(DATA IN THIS EXERCISE begins)

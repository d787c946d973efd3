use ab_glyph::{FontRef, PxScale};
use image::{Rgb, RgbImage};
use imageproc::drawing::{draw_filled_rect_mut, draw_hollow_rect_mut, draw_text_mut, text_size};
use imageproc::rect::Rect;
use crate::common::{Detection, Frame};

static FONT: &[u8] = include_bytes!("../../assets/DejaVuSansMono.ttf");

const TEXT_COLOUR: Rgb<u8> = Rgb([255, 255, 255]);

pub fn class_colour(class: usize) -> Rgb<u8> {
    match class {
        0 => Rgb([128, 0, 128]),     // purple (people)
        1..=8 => Rgb([0, 255, 0]),   // green (vehicles)
        14..=23 => Rgb([255, 0, 0]), // red (animals)
        _ => Rgb([0, 0, 255])        // blue (everything else)
    }
}

/// Draws detection boxes and captions over a frame.
#[derive(Debug, Clone)]
pub struct Annotator {
    font: FontRef<'static>,
    scale: PxScale,
}

impl Annotator {
    pub fn new() -> anyhow::Result<Self> {
        let font = FontRef::try_from_slice(FONT)
            .map_err(|err| anyhow::anyhow!("Failed to load the label font: {err}"))?;
        Ok(Self {
            font,
            scale: PxScale::from(16.),
        })
    }

    /// Returns a copy of `frame` with every detection drawn on it. Boxes are
    /// expected to be clamped to the frame already.
    pub fn draw(&self, frame: &Frame, detections: &[Detection]) -> Frame {
        if detections.is_empty() {
            return frame.clone();
        }

        let mut canvas: RgbImage = frame.to_rgb8();
        for det in detections {
            let (x, y, w, h) = det.bbox.as_xy_wh_i32();
            let colour = class_colour(det.class_id);
            let rect = Rect::at(x, y).of_size(w.max(1) as u32, h.max(1) as u32);
            draw_hollow_rect_mut(&mut canvas, rect, colour);

            let caption = det.caption();
            let (text_w, text_h) = text_size(self.scale, &self.font, &caption);
            let label_h = text_h as i32 + 2;
            // above the box when there is room, otherwise just inside it
            let label_y = if y >= label_h { y - label_h } else { y };
            draw_filled_rect_mut(
                &mut canvas,
                Rect::at(x, label_y).of_size(text_w + 4, label_h as u32),
                colour,
            );
            draw_text_mut(&mut canvas, TEXT_COLOUR, x + 2, label_y + 1, self.scale, &self.font, &caption);
        }
        Frame::from(canvas)
    }
}

#[cfg(test)]
mod tests {
    use super::*;

    #[test]
    fn class_groups_share_colours() {
        assert_eq!(class_colour(0), Rgb([128, 0, 128]));
        assert_eq!(class_colour(2), class_colour(7));
        assert_eq!(class_colour(16), Rgb([255, 0, 0]));
        assert_eq!(class_colour(79), Rgb([0, 0, 255]));
    }

    #[test]
    fn drawing_keeps_dimensions() {
        let frame = Frame::from(RgbImage::new(64, 48));
        let det = Detection::default()
            .with_x1y1_wh(0., 0., 64., 48.)
            .with_label("person")
            .with_confidence(0.9);

        let annotated = Annotator::new().unwrap().draw(&frame, &[det]);
        assert_eq!(annotated.dimensions(), (64, 48));
        assert_ne!(annotated, frame);
    }
}
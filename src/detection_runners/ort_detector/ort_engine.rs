use std::path::{Path, PathBuf};
use std::time::Instant;
use anyhow::Result;
use half::f16;
use ndarray::{Array4, ArrayD};
use ort::{
    execution_providers::{ExecutionProvider,
                          CPUExecutionProvider,
                          CUDAExecutionProvider,
                          TensorRTExecutionProvider},
    session::builder::{GraphOptimizationLevel, SessionBuilder},
    session::{Session, SessionInputValue},
    tensor::TensorElementType,
    value::{Tensor, ValueRef},
};
use crate::common::InferenceDevice;
use crate::data::{ConfigOrt, FsAccess, TimeCalc, CROSS_MARK};
use crate::detection_runners::inference_process::Network;
use crate::error::ModelError;

/// ONNXRuntime Backend
#[derive(Debug)]
pub struct OrtEngine {
    session: Session,
    device: InferenceDevice,
    input_name: String,
    input_dtype: TensorElementType,
    model_width: u32,
    model_height: u32,
    profile: bool,
    infer_time: TimeCalc,
}

impl OrtEngine {
    pub fn new(config: &ConfigOrt) -> Result<Self> {
        if !config.onnx_path.is_file() {
            return Err(ModelError::MissingArtifact(config.onnx_path.clone()).into());
        }

        // build
        if !config.ort_lib_path.is_empty() {
            if !Path::new(&config.ort_lib_path).is_file() {
                return Err(ModelError::MissingArtifact(config.ort_lib_path.clone().into()).into());
            }
            if let Err(e) = ort::init_from(&config.ort_lib_path).commit() {
                anyhow::bail!("Failed to commit ORT: {:?}", e);
            }
        }

        let mut builder = Session::builder()?;

        let mut device = config.device.to_owned();
        match device {
            InferenceDevice::TensorRT(device_id) => {
                Self::build_trt(
                    &mut builder,
                    device_id,
                    config.trt_fp16_enable,
                    config.trt_engine_cache_enable,
                ).unwrap_or_else(|err| {
                    log::warn!("{err}, Using cpu");
                    device = InferenceDevice::CPU;
                })
            }
            InferenceDevice::CUDA(device_id) => {
                Self::build_cuda(&mut builder, device_id).unwrap_or_else(|err| {
                    log::warn!("{err}, Using cpu");
                    device = InferenceDevice::CPU;
                })
            }
            InferenceDevice::CPU => {
                Self::build_cpu(&mut builder)?;
            }
        }

        let session = builder
            .with_optimization_level(GraphOptimizationLevel::Level3)?
            .commit_from_file(&config.onnx_path)
            .map_err(|err| ModelError::Malformed {
                path: config.onnx_path.clone(),
                reason: err.to_string(),
            })?;

        let input = session.inputs.first().ok_or_else(|| ModelError::Malformed {
            path: config.onnx_path.clone(),
            reason: "model declares no inputs".to_string(),
        })?;
        let input_name = input.name.clone();
        let input_dtype = input.input_type.tensor_type().unwrap_or(TensorElementType::Float32);

        // summary
        log::info!(
            "Backend: ONNXRuntime | Model: {} | Device: {} | Input: {} ({:?}, {}x{}) | Outputs: {}",
            config.onnx_path.display(),
            device,
            input_name,
            input_dtype,
            config.model_width,
            config.model_height,
            session.outputs.len(),
        );

        Ok(Self {
            session,
            device,
            input_name,
            input_dtype,
            model_width: config.model_width,
            model_height: config.model_height,
            profile: config.profile,
            infer_time: TimeCalc::default(),
        })
    }

    fn build_trt(
        builder: &mut SessionBuilder,
        device_id: usize,
        fp16_enable: bool,
        engine_cache_enable: bool,
    ) -> Result<()> {
        let trt = TensorRTExecutionProvider::default()
            .with_device_id(device_id as i32)
            .with_fp16(fp16_enable)
            .with_engine_cache(engine_cache_enable)
            .with_engine_cache_path(Self::trt_cache_path().display());
        if trt.is_available()? {
            match trt.register(builder) {
                Ok(_) => { }
                Err(err) => { anyhow::bail!("{CROSS_MARK} TensorRT initialization failed: {}", err) }
            }
            log::info!("Initial model serialization with TensorRT may take some time...");
            Ok(())
        } else {
            anyhow::bail!("{CROSS_MARK} TensorRT execution provider not available")
        }
    }

    /// `~/.cache/autointell/trt-cache`, or `trt-cache` in the working directory.
    fn trt_cache_path() -> PathBuf {
        FsAccess::Cache.app_file("trt-cache").unwrap_or_else(|_| PathBuf::from("trt-cache"))
    }

    fn build_cuda(builder: &mut SessionBuilder, device_id: usize) -> Result<()> {
        let ep = CUDAExecutionProvider::default()
            .with_device_id(device_id as i32);
        if ep.is_available()? {
            match ep.register(builder) {
                Ok(_) => { }
                Err(err) => { anyhow::bail!("{CROSS_MARK} CUDA initialization failed: {}", err) }
            }
            Ok(())
        } else {
            anyhow::bail!("{CROSS_MARK} CUDA execution provider not available")
        }
    }

    fn build_cpu(builder: &mut SessionBuilder) -> Result<()> {
        let ep = CPUExecutionProvider::default();
        if ep.is_available()? {
            match ep.register(builder) {
                Ok(_) => { }
                Err(err) => { anyhow::bail!("{CROSS_MARK} CPU initialization failed: {}", err) }
            }
            Ok(())
        } else {
            anyhow::bail!("{CROSS_MARK} CPU execution provider not available")
        }
    }

    fn tensor_preprocess(x: Array4<f32>, dtype: &TensorElementType) -> Result<SessionInputValue<'static>> {
        let x: SessionInputValue<'static> = match dtype {
            TensorElementType::Float32 => Tensor::from_array(x)?.into(),
            TensorElementType::Float16 => Tensor::from_array(x.mapv(f16::from_f32))?.into(),
            _ => anyhow::bail!("Unsupported model input type: {:?}", dtype),
        };
        Ok(x)
    }

    fn tensor_postprocess(name: &str, x: &ValueRef<'_>) -> Result<ArrayD<f32>> {
        if let Ok(y) = x.try_extract_array::<f32>() {
            return Ok(y.into_owned());
        }
        match x.try_extract_array::<f16>() {
            Ok(y) => Ok(y.mapv(f16::to_f32)),
            Err(err) => anyhow::bail!("Unsupported ort output `{}`: {}", name, err),
        }
    }

    pub fn engine_run(&mut self, xs: Array4<f32>) -> Result<Vec<ArrayD<f32>>> {
        // alignment
        let t_pre = Instant::now();
        let x = Self::tensor_preprocess(xs, &self.input_dtype)?;
        let t_pre = t_pre.elapsed();
        self.infer_time.add_or_push(0, t_pre);

        // run
        let t_run = Instant::now();
        let outputs = self.session.run(ort::inputs![self.input_name.as_str() => x])?;
        let t_run = t_run.elapsed();
        self.infer_time.add_or_push(1, t_run);

        // extract
        let t_post = Instant::now();
        let mut ys = Vec::with_capacity(outputs.len());
        for (name, y) in outputs.iter() {
            ys.push(Self::tensor_postprocess(name, &y)?);
        }
        let t_post = t_post.elapsed();
        self.infer_time.add_or_push(2, t_post);
        self.infer_time.finish_run();

        if self.profile {
            let len = 10usize;
            let n = 4usize;
            log::info!("[Profile] {:>len$.n$?} ({:?} avg) [alignment: {:>len$.n$?} | inference: {:>len$.n$?} | to_f32: {:>len$.n$?}]",
                t_pre + t_run + t_post,
                self.infer_time.avg(),
                t_pre,
                t_run,
                t_post,
            );
        }
        Ok(ys)
    }

    /// Provider the session actually runs on, after any CPU fallback.
    pub fn device(&self) -> &InferenceDevice {
        &self.device
    }
}

impl Network for OrtEngine {
    fn input_size(&self) -> (u32, u32) {
        (self.model_width, self.model_height)
    }

    fn forward(&mut self, input: Array4<f32>) -> Result<Vec<ArrayD<f32>>> {
        self.engine_run(input)
    }
}
extern crate autointell;

use std::fs;
use image::{GrayImage, Luma, Rgb, RgbImage};
use autointell::decoder::{self, SUPPORTED_EXTENSIONS};
use autointell::error::DecodeError;

#[test]
fn png_keeps_native_size_and_pixels() {
    let dir = tempfile::tempdir().unwrap();
    let path = dir.path().join("street.png");
    let mut image = RgbImage::from_pixel(37, 21, Rgb([10, 20, 30]));
    image.put_pixel(36, 20, Rgb([255, 0, 128]));
    image.save(&path).unwrap();

    let frame = decoder::load(&path).unwrap();

    assert_eq!(frame.dimensions(), (37, 21));
    assert_eq!(frame.get_pixel(0, 0), &Rgb([10, 20, 30]));
    assert_eq!(frame.get_pixel(36, 20), &Rgb([255, 0, 128]));
}

#[test]
fn grayscale_is_expanded_to_rgb() {
    let dir = tempfile::tempdir().unwrap();
    let path = dir.path().join("grey.png");
    GrayImage::from_pixel(4, 3, Luma([77])).save(&path).unwrap();

    let frame = decoder::load(&path).unwrap();

    assert_eq!(frame.as_raw().len(), 4 * 3 * 3);
    assert!(frame.pixels().all(|pixel| pixel.0 == [77, 77, 77]));
}

#[test]
fn missing_file_is_unreadable() {
    let dir = tempfile::tempdir().unwrap();
    let path = dir.path().join("gone.jpg");

    match decoder::load(&path) {
        Err(DecodeError::Unreadable { path: failed, .. }) => assert_eq!(failed, path),
        other => panic!("unexpected result: {:?}", other),
    }
}

#[test]
fn garbage_with_an_image_extension_is_unsupported() {
    let dir = tempfile::tempdir().unwrap();
    let path = dir.path().join("notes.jpg");
    fs::write(&path, b"this is not a jpeg").unwrap();

    let err = decoder::load(&path).unwrap_err();
    assert!(matches!(err, DecodeError::Unsupported { .. }));
    assert!(err.to_string().contains("notes.jpg"));
}

#[test]
fn dialog_offers_common_still_formats() {
    for ext in ["jpg", "jpeg", "png", "bmp"] {
        assert!(SUPPORTED_EXTENSIONS.contains(&ext));
    }
}
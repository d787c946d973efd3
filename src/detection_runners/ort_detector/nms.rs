pub trait Nms {
    fn iou(&self, other: &Self) -> f32;
    fn confidence(&self) -> f32;
}

/// Greedy non-max suppression. Keeps the highest-confidence item of every
/// group whose pairwise IoU is above `iou_threshold`.
pub fn nms<T: Nms>(boxes: &mut Vec<T>, iou_threshold: f32) {
    boxes.sort_by(|b1, b2| {
        b2.confidence()
            .partial_cmp(&b1.confidence())
            .unwrap_or(std::cmp::Ordering::Equal)
    });
    let mut current_index = 0;
    for index in 0..boxes.len() {
        let mut drop = false;
        for prev_index in 0..current_index {
            let iou = boxes[prev_index].iou(&boxes[index]);
            if iou > iou_threshold {
                drop = true;
                break;
            }
        }
        if !drop {
            boxes.swap(current_index, index);
            current_index += 1;
        }
    }
    boxes.truncate(current_index);
}
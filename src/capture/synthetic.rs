use image::{Rgb, RgbImage};
use crate::capture::FrameSource;
use crate::common::Frame;

/// Moving gradient used in place of a camera for `stub://` devices.
#[derive(Debug)]
pub struct SyntheticSource {
    name: String,
    width: u32,
    height: u32,
    frame_count: u64,
}

impl SyntheticSource {
    pub fn new(name: &str, width: u32, height: u32) -> Self {
        Self {
            name: name.to_string(),
            width: width.max(1),
            height: height.max(1),
            frame_count: 0,
        }
    }

    pub fn frames_captured(&self) -> u64 {
        self.frame_count
    }
}

impl FrameSource for SyntheticSource {
    fn next_frame(&mut self) -> anyhow::Result<Option<Frame>> {
        self.frame_count += 1;
        let (width, height) = (self.width, self.height);
        let shift = (self.frame_count % width as u64) as u32;
        let tint = (self.frame_count % 256) as u8;

        let image = RgbImage::from_fn(width, height, |x, y| {
            Rgb([
                ((x + shift) % width * 255 / width) as u8,
                (y * 255 / height) as u8,
                tint,
            ])
        });
        Ok(Some(Frame::from(image)))
    }

    fn describe(&self) -> String {
        format!("{} (synthetic {}x{})", self.name, self.width, self.height)
    }
}

#[cfg(test)]
mod tests {
    use super::*;

    #[test]
    fn successive_frames_differ() {
        let mut source = SyntheticSource::new("stub://test", 16, 8);
        let first = source.next_frame().unwrap().unwrap();
        let second = source.next_frame().unwrap().unwrap();

        assert_eq!(first.dimensions(), (16, 8));
        assert_ne!(first, second);
        assert_eq!(source.frames_captured(), 2);
    }
}
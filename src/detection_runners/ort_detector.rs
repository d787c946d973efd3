mod ort_engine;
mod yolo_detector;
pub mod image_ops;
pub mod nms;

pub use ort_engine::*;
pub use yolo_detector::*;
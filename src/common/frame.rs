use image::{DynamicImage, GrayImage, RgbImage, RgbaImage};

/// A single RGB raster snapshot, from the camera or from a file.
///
/// Frames are immutable once produced. Stages hand them over by value, so a
/// frame has exactly one owner at a time.
#[derive(Debug, Clone, Default, PartialEq)]
pub struct Frame {
    image: RgbImage,
}

impl std::ops::Deref for Frame {
    type Target = RgbImage;

    fn deref(&self) -> &Self::Target {
        &self.image
    }
}

impl From<DynamicImage> for Frame {
    fn from(image: DynamicImage) -> Self {
        Self {
            image: image.to_rgb8(),
        }
    }
}

impl From<GrayImage> for Frame {
    fn from(image: GrayImage) -> Self {
        Self {
            image: DynamicImage::from(image).to_rgb8(),
        }
    }
}

impl From<RgbImage> for Frame {
    fn from(image: RgbImage) -> Self {
        Self { image }
    }
}

impl From<RgbaImage> for Frame {
    fn from(image: RgbaImage) -> Self {
        Self {
            image: DynamicImage::from(image).to_rgb8(),
        }
    }
}

impl From<Frame> for RgbImage {
    fn from(frame: Frame) -> Self {
        frame.into_rgb8()
    }
}

impl Frame {
    /// Builds a frame from a packed RGB buffer. Returns `None` when the buffer
    /// length does not match `width * height * 3`.
    pub fn from_raw(width: u32, height: u32, buffer: Vec<u8>) -> Option<Self> {
        RgbImage::from_raw(width, height, buffer).map(Self::from)
    }

    pub fn dimensions(&self) -> (u32, u32) {
        self.image.dimensions()
    }

    pub fn width(&self) -> u32 {
        self.image.width()
    }

    pub fn height(&self) -> u32 {
        self.image.height()
    }

    pub fn is_empty(&self) -> bool {
        self.image.width() == 0 || self.image.height() == 0
    }

    pub fn as_raw(&self) -> &[u8] {
        self.image.as_raw()
    }

    pub fn to_rgb8(&self) -> RgbImage {
        self.image.clone()
    }

    pub fn into_rgb8(self) -> RgbImage {
        self.image
    }
}
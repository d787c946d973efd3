//! Functions to preprocess images.

use anyhow::{bail, Result};
use image::imageops::{self, FilterType};
use image::RgbImage;
use ndarray::Array4;

/// Main preprocessing entry point. Stretches to the target size (no letterbox)
/// and produces a `[1, 3, h, w]` tensor scaled to `[0, 1]`.
pub fn preprocess(img: &RgbImage, target_w: u32, target_h: u32) -> Result<Array4<f32>> {
    if img.width() == 0 || img.height() == 0 {
        bail!("Cannot preprocess an empty image");
    }

    let resized = resize_image(img, target_w, target_h);
    let flat = nchw_normalize_flat(&resized)?;

    let batch = Array4::from_shape_vec(
        (1, 3, target_h as usize, target_w as usize),
        flat,
    )?;
    Ok(batch)
}

fn resize_image(img: &RgbImage, target_w: u32, target_h: u32) -> RgbImage {
    if img.width() == target_w && img.height() == target_h {
        return img.clone();
    }
    imageops::resize(img, target_w, target_h, FilterType::Triangle)
}

fn nchw_normalize_flat(img: &RgbImage) -> Result<Vec<f32>> {
    let buf = img.as_raw();
    let w = img.width() as usize;
    let h = img.height() as usize;

    if buf.len() != w * h * 3 {
        bail!("Unexpected buffer size: got {}, expected {}", buf.len(), w * h * 3);
    }

    let mut out = vec![0.0f32; buf.len()];
    let hw = w * h;

    for i in 0..hw {
        let r = buf[3 * i];
        let g = buf[3 * i + 1];
        let b = buf[3 * i + 2];

        out[i] = r as f32 / 255.0;             // Channel 0
        out[i + hw] = g as f32 / 255.0;         // Channel 1
        out[i + 2 * hw] = b as f32 / 255.0;     // Channel 2
    }

    Ok(out)
}
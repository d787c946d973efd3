//! Well-known directories on the system.

use std::path::PathBuf;

pub(crate) const APP_DIR: &str = "autointell";

#[derive(Debug)]
pub enum FsAccess {
    Cache,
    Config,
}

impl FsAccess {
    /// Examples: `~/.config/autointell`, `~/.cache/autointell`.
    ///
    /// Nothing is created on disk.
    pub fn app_path(&self) -> anyhow::Result<PathBuf> {
        let base_path = match self {
            FsAccess::Cache => dirs::cache_dir(),
            FsAccess::Config => dirs::config_dir(),
        };

        let path = base_path.ok_or_else(|| {
            anyhow::anyhow!("Unsupported operating system. Supported OS: Linux, MacOS, Windows.")
        })?;
        Ok(path.join(APP_DIR))
    }

    /// A file inside the application directory, e.g. `~/.config/autointell/config.json`.
    pub fn app_file(&self, name: &str) -> anyhow::Result<PathBuf> {
        Ok(self.app_path()?.join(name))
    }
}

#[cfg(test)]
mod tests {
    use super::*;

    #[test]
    fn app_files_live_under_the_app_directory() {
        if let Ok(path) = FsAccess::Config.app_file("config.json") {
            assert!(path.ends_with("autointell/config.json"));
        }
    }
}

(DATA IN THIS EXERCISE ends)

Above are the records. Copy the lines beginning at the one that has "group whose pairwise" and ending with the one that has "Moving gradient used", unchanged.

ANSWER TO THIS TASK:
/// group whose pairwise IoU is above `iou_threshold`.
pub fn nms<T: Nms>(boxes: &mut Vec<T>, iou_threshold: f32) {
    boxes.sort_by(|b1, b2| {
        b2.confidence()
            .partial_cmp(&b1.confidence())
            .unwrap_or(std::cmp::Ordering::Equal)
    });
    let mut current_index = 0;
    for index in 0..boxes.len() {
        let mut drop = false;
        for prev_index in 0..current_index {
            let iou = boxes[prev_index].iou(&boxes[index]);
            if iou > iou_threshold {
                drop = true;
                break;
            }
        }
        if !drop {
            boxes.swap(current_index, index);
            current_index += 1;
        }
    }
    boxes.truncate(current_index);
}
filename src/capture/synthetic.rs
use image::{Rgb, RgbImage};
use crate::capture::FrameSource;
use crate::common::Frame;

/// Moving gradient used in place of a camera for `stub://` devices.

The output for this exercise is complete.